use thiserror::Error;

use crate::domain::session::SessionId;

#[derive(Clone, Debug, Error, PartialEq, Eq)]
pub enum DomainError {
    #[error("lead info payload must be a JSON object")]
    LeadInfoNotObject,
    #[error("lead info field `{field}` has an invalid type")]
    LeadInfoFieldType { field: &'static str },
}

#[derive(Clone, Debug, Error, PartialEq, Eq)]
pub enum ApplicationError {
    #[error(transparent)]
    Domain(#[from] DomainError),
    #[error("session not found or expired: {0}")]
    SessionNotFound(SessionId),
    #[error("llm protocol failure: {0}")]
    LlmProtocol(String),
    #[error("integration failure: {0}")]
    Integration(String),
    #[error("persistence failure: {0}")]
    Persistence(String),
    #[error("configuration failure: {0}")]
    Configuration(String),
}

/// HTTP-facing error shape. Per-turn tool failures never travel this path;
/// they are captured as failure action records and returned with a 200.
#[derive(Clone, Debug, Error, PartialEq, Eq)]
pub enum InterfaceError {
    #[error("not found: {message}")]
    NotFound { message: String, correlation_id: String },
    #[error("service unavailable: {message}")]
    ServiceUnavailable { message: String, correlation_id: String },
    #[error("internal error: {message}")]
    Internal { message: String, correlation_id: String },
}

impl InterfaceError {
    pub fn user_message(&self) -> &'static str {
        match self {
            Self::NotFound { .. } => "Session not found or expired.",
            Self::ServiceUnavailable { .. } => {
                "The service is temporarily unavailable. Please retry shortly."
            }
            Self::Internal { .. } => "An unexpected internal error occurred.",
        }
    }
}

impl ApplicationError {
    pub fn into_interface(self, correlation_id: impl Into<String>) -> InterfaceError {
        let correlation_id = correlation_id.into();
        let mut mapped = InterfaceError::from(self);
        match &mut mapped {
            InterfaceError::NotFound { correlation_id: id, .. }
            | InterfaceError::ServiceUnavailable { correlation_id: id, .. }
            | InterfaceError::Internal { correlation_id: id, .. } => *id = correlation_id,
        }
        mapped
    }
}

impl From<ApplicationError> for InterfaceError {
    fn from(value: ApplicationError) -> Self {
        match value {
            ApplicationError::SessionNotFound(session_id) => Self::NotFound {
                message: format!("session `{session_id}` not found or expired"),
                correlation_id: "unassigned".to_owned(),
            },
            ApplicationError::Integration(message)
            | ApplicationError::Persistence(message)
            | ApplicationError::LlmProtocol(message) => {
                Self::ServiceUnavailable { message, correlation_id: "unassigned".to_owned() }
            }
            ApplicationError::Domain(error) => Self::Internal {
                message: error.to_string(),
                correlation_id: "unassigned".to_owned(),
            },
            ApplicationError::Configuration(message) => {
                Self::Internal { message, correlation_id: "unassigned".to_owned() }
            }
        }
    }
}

§ **What you need to do**
Scan the entries for lines holding the string "ApplicationError", then copy every one of them.

§ **Result of this task**
pub enum ApplicationError {
impl ApplicationError {
impl From<ApplicationError> for InterfaceError {
    fn from(value: ApplicationError) -> Self {
            ApplicationError::SessionNotFound(session_id) => Self::NotFound {
            ApplicationError::Integration(message)
            | ApplicationError::Persistence(message)
            | ApplicationError::LlmProtocol(message) => {
            ApplicationError::Domain(error) => Self::Internal {
            ApplicationError::Configuration(message) => {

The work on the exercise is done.